FIELD OF THE INVENTION
- BACKGROUND OF THE INVENTION
The invention relates generally to the field of video surveillance and, more particularly, to such video surveillance which coordinates two or more video cameras with a programmed computer so that surveillance is automated and so that the area of security surveillance is increased without any loss of effectiveness.
The proliferation of video surveillance and its various uses is well known to a large percentage of the general populace. The presence of cameras in malls, airports, businesses, and even on the street has familiarized people with the fact that video surveillance of some kind is regularly used. The function of such monitoring is both to prevent and identify crimes and to record activities at a vast number of locations.

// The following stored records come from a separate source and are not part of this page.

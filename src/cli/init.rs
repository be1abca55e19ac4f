//! `livepad init`: write starter files and a default `livepad.toml`.

use std::fs;
use std::path::{Path, PathBuf};

use anyhow::{Context, Result, bail};

use crate::config::PlaygroundConfig;
use crate::log;
use crate::playground::{Slot, Starter};

/// Create the source files and config in `root`.
///
/// Refuses to touch an existing file unless `force` is set; nothing is
/// written when any target exists.
pub fn init_dir(root: &Path, config_name: &Path, force: bool) -> Result<Vec<PathBuf>> {
    fs::create_dir_all(root)
        .with_context(|| format!("Failed to create directory '{}'", root.display()))?;

    let files = planned_files(config_name)?;
    if !force {
        let existing: Vec<_> = files
            .iter()
            .map(|(name, _)| root.join(name))
            .filter(|path| path.exists())
            .collect();
        if !existing.is_empty() {
            let names: Vec<_> = existing.iter().map(|p| p.display().to_string()).collect();
            bail!(
                "{} already exist{}.\nUse `livepad init --force` to overwrite.",
                names.join(", "),
                if names.len() == 1 { "s" } else { "" }
            );
        }
    }

    let mut written = Vec::with_capacity(files.len());
    for (name, content) in files {
        let path = root.join(&name);
        fs::write(&path, content)
            .with_context(|| format!("Failed to write '{}'", path.display()))?;
        log!("init"; "wrote {}", name.display());
        written.push(path);
    }
    Ok(written)
}

fn planned_files(config_name: &Path) -> Result<Vec<(PathBuf, String)>> {
    let starter = Starter::default();
    let mut files: Vec<_> = Slot::ALL
        .into_iter()
        .map(|slot| (PathBuf::from(slot.file_name()), starter.get(slot).to_string()))
        .collect();
    let config_file = config_name
        .file_name()
        .map_or_else(|| PathBuf::from("livepad.toml"), PathBuf::from);
    files.push((config_file, PlaygroundConfig::template()?));
    Ok(files)
}
//! Template types for typed variable injection.

use std::marker::PhantomData;

/// Trait for template variable sets
pub trait TemplateVars {
    fn apply(&self, content: &str) -> String;
}

/// Template with typed variable injection
#[derive(Debug, Clone, Copy)]
pub struct Template<V> {
    content: &'static str,
    _marker: PhantomData<V>,
}

impl<V> Template<V> {
    pub const fn new(content: &'static str) -> Self {
        Self {
            content,
            _marker: PhantomData,
        }
    }
}

impl<V: TemplateVars> Template<V> {
    pub fn render(&self, vars: &V) -> String {
        vars.apply(self.content)
    }
}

Since the identification of suspicious activity with such equipment is subject to the attention and lapses thereof of the monitoring personnel, these video systems are often more effective at registering a singular blatant act, but are much less effective at identifying a single piece of suspicious activity, or a series of suspicious activities over a long period of time. Given these times of terrorist activity, random and/or instantaneous acts that need intervention by proper authorities at a moment's notice, improvements are both more desirable and valuable.

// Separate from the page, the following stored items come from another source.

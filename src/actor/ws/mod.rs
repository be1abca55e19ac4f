//! WebSocket Actor - Bidirectional Communication
//!
//! This actor is responsible for:
//! - Handshaking and registering shell connections
//! - Delivering `ServerMessage`s (broadcast or to one client)
//! - Forwarding parsed `ClientMessage`s to the playground actor
//!
//! # Architecture
//!
//! ```text
//! PlaygroundActor --[Broadcast/SendTo]--> WsActor --> Clients
//!        ^                                               |
//!        +------------[Client/Joined/Left]---------------+
//! ```

mod client_io;
mod delivery;
mod origin;

pub use origin::ShellOrigin;

use std::net::TcpStream;
use std::sync::Arc;

use parking_lot::Mutex;
use tokio::sync::mpsc;
use tungstenite::WebSocket;

use super::messages::{ClientId, PlaygroundMsg, WsMsg};

/// A registered WebSocket client
struct RegisteredClient {
    id: ClientId,
    ws: WebSocket<TcpStream>,
}

/// WebSocket Actor - manages client connections and delivery
pub struct WsActor {
    /// Channel to receive messages
    rx: mpsc::Receiver<WsMsg>,
    /// Connected clients (shared for delivery + read thread)
    clients: Arc<Mutex<Vec<RegisteredClient>>>,
    playground_tx: mpsc::Sender<PlaygroundMsg>,
    shell_origin: ShellOrigin,
    next_id: ClientId,
}

impl WsActor {
    pub fn new(
        rx: mpsc::Receiver<WsMsg>,
        playground_tx: mpsc::Sender<PlaygroundMsg>,
        shell_origin: ShellOrigin,
    ) -> Self {
        Self {
            rx,
            clients: Arc::new(Mutex::new(Vec::new())),
            playground_tx,
            shell_origin,
            next_id: 1,
        }
    }

    /// Run the actor event loop
    pub async fn run(mut self) {
        let clients_for_reader = Arc::clone(&self.clients);
        let tx_for_reader = self.playground_tx.clone();
        std::thread::spawn(move || {
            Self::client_reader_loop(clients_for_reader, tx_for_reader);
        });

        while let Some(msg) = self.rx.recv().await {
            match msg {
                WsMsg::Broadcast { message, except } => {
                    let dropped = self.broadcast(&message, except);
                    self.notify_left(dropped).await;
                }

                WsMsg::SendTo { client, message } => {
                    let dropped = self.send_to(client, &message);
                    self.notify_left(dropped).await;
                }

                WsMsg::AddClient(stream) => {
                    if let Some(client) = self.accept_client(stream)
                        && self
                            .playground_tx
                            .send(PlaygroundMsg::Joined(client.id))
                            .await
                            .is_ok()
                    {
                        self.register(client);
                    }
                }

                WsMsg::Shutdown => {
                    crate::debug!("ws"; "shutting down");
                    let mut clients = self.clients.lock();
                    for mut client in clients.drain(..) {
                        let _ = client.ws.close(None);
                        let _ = client.ws.flush();
                    }
                    break;
                }
            }
        }
    }

    async fn notify_left(&self, dropped: Vec<ClientId>) {
        for id in dropped {
            let _ = self.playground_tx.send(PlaygroundMsg::Left(id)).await;
        }
    }
}

#[cfg(test)]
mod tests {
    use super::*;
    use crate::playground::Compiled;
    use crate::reload::message::{ClientMessage, ServerMessage};
    use std::net::{SocketAddr, TcpListener};
    use std::time::Duration;
    use tungstenite::client::IntoClientRequest;
    use tungstenite::handshake::client::Request;
    use tungstenite::protocol::Message;

    const SHELL_PORT: u16 = 5277;

    async fn next(rx: &mut mpsc::Receiver<PlaygroundMsg>) -> PlaygroundMsg {
        tokio::time::timeout(Duration::from_secs(5), rx.recv())
            .await
            .expect("timed out")
            .expect("channel closed")
    }

    fn spawn_actor() -> (mpsc::Sender<WsMsg>, mpsc::Receiver<PlaygroundMsg>) {
        let (ws_tx, ws_rx) = mpsc::channel(16);
        let (pg_tx, pg_rx) = mpsc::channel(16);
        let shell = ShellOrigin::new(SocketAddr::from(([127, 0, 0, 1], SHELL_PORT)));
        tokio::spawn(WsActor::new(ws_rx, pg_tx, shell).run());
        (ws_tx, pg_rx)
    }

    fn request(addr: SocketAddr, origin: &str) -> Request {
        let mut req = format!("ws://{addr}").into_client_request().unwrap();
        req.headers_mut()
            .insert("Origin", origin.parse().unwrap());
        req
    }

    fn shell_request(addr: SocketAddr) -> Request {
        request(addr, &format!("http://127.0.0.1:{SHELL_PORT}"))
    }

    #[tokio::test(flavor = "multi_thread")]
    async fn test_session_round_trip() {
        let listener = TcpListener::bind("127.0.0.1:0").unwrap();
        let addr = listener.local_addr().unwrap();
        let (ws_tx, mut pg_rx) = spawn_actor();

        let shell = std::thread::spawn(move || {
            let (mut ws, _) = tungstenite::connect(shell_request(addr)).unwrap();
            ws.send(Message::Text(String::from(r#"{"type":"bogus"}"#).into()))
                .unwrap();
            ws.send(Message::Text(String::from(r#"{"type":"run"}"#).into()))
                .unwrap();
            let reply = ws.read().unwrap();
            let _ = ws.close(None);
            reply.into_text().unwrap().as_str().to_string()
        });

        let (stream, _) = listener.accept().unwrap();
        ws_tx.send(WsMsg::AddClient(stream)).await.unwrap();

        assert!(matches!(next(&mut pg_rx).await, PlaygroundMsg::Joined(1)));
        // The malformed frame is dropped, the next one arrives
        assert!(matches!(
            next(&mut pg_rx).await,
            PlaygroundMsg::Client {
                client: 1,
                msg: ClientMessage::Run
            }
        ));

        let preview = ServerMessage::preview(&Compiled {
            document: "<p>hi</p>".into(),
            revision: 3,
        });
        ws_tx
            .send(WsMsg::SendTo {
                client: 1,
                message: preview,
            })
            .await
            .unwrap();

        let reply = tokio::task::spawn_blocking(move || shell.join().unwrap())
            .await
            .unwrap();
        let json: serde_json::Value = serde_json::from_str(&reply).unwrap();
        assert_eq!(json["type"], "preview");
        assert_eq!(json["revision"], 3);

        assert!(matches!(next(&mut pg_rx).await, PlaygroundMsg::Left(1)));
        ws_tx.send(WsMsg::Shutdown).await.unwrap();
    }

    #[tokio::test(flavor = "multi_thread")]
    async fn test_opaque_origin_refused() {
        let listener = TcpListener::bind("127.0.0.1:0").unwrap();
        let addr = listener.local_addr().unwrap();
        let (ws_tx, mut pg_rx) = spawn_actor();

        let framed = std::thread::spawn(move || {
            match tungstenite::connect(request(addr, "null")) {
                Ok((mut ws, _)) => {
                    let _ = ws.send(Message::Text(String::from(r#"{"type":"reset"}"#).into()));
                    None
                }
                Err(tungstenite::Error::Http(resp)) => Some(resp.status().as_u16()),
                Err(_) => Some(0),
            }
        });

        let (stream, _) = listener.accept().unwrap();
        ws_tx.send(WsMsg::AddClient(stream)).await.unwrap();

        let status = tokio::task::spawn_blocking(move || framed.join().unwrap())
            .await
            .unwrap();
        assert_eq!(status, Some(403));

        // Neither a join nor the command reaches the session
        let quiet = tokio::time::timeout(Duration::from_millis(200), pg_rx.recv()).await;
        assert!(quiet.is_err());
        ws_tx.send(WsMsg::Shutdown).await.unwrap();
    }

    #[tokio::test(flavor = "multi_thread")]
    async fn test_missing_origin_refused() {
        let listener = TcpListener::bind("127.0.0.1:0").unwrap();
        let addr = listener.local_addr().unwrap();
        let (ws_tx, mut pg_rx) = spawn_actor();

        let client =
            std::thread::spawn(move || tungstenite::connect(format!("ws://{addr}")).is_err());

        let (stream, _) = listener.accept().unwrap();
        ws_tx.send(WsMsg::AddClient(stream)).await.unwrap();

        let refused = tokio::task::spawn_blocking(move || client.join().unwrap())
            .await
            .unwrap();
        assert!(refused);
        let quiet = tokio::time::timeout(Duration::from_millis(200), pg_rx.recv()).await;
        assert!(quiet.is_err());
        ws_tx.send(WsMsg::Shutdown).await.unwrap();
    }

    #[tokio::test(flavor = "multi_thread")]
    async fn test_quick_disconnect_joins_before_leaving() {
        let listener = TcpListener::bind("127.0.0.1:0").unwrap();
        let addr = listener.local_addr().unwrap();
        let (ws_tx, mut pg_rx) = spawn_actor();

        let client = std::thread::spawn(move || {
            let (mut ws, _) = tungstenite::connect(shell_request(addr)).unwrap();
            let _ = ws.close(None);
            let _ = ws.flush();
        });

        let (stream, _) = listener.accept().unwrap();
        ws_tx.send(WsMsg::AddClient(stream)).await.unwrap();
        tokio::task::spawn_blocking(move || client.join().unwrap())
            .await
            .unwrap();

        assert!(matches!(next(&mut pg_rx).await, PlaygroundMsg::Joined(1)));
        assert!(matches!(next(&mut pg_rx).await, PlaygroundMsg::Left(1)));
        ws_tx.send(WsMsg::Shutdown).await.unwrap();
    }
}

U.S. Pat. No. 5,969,755 and U.S. Pat. No. 6,424,370 B1 disclose a motion based detection system and method that include providing a set of indexes derived from motion video. These indexes provide means to detect motion. Through the addition of extra processing, events of interest such as appearance/disappearance, deposit/removal, entrance/exit and motion/rest can also be determined. However, these above prior art patents lack fundamental advantages that are necessary to build a successful monitoring system which specifically targets suspicious activity.
- SUMMARY OF THE INVENTION
Consequently, a need exists to prevent random and instantaneous acts of terrorism by determining which activities by individuals or groups thereof, are considered suspicious, and upon determination, provide a way to automatically track those movements or activities without need for manual intervention by security personnel.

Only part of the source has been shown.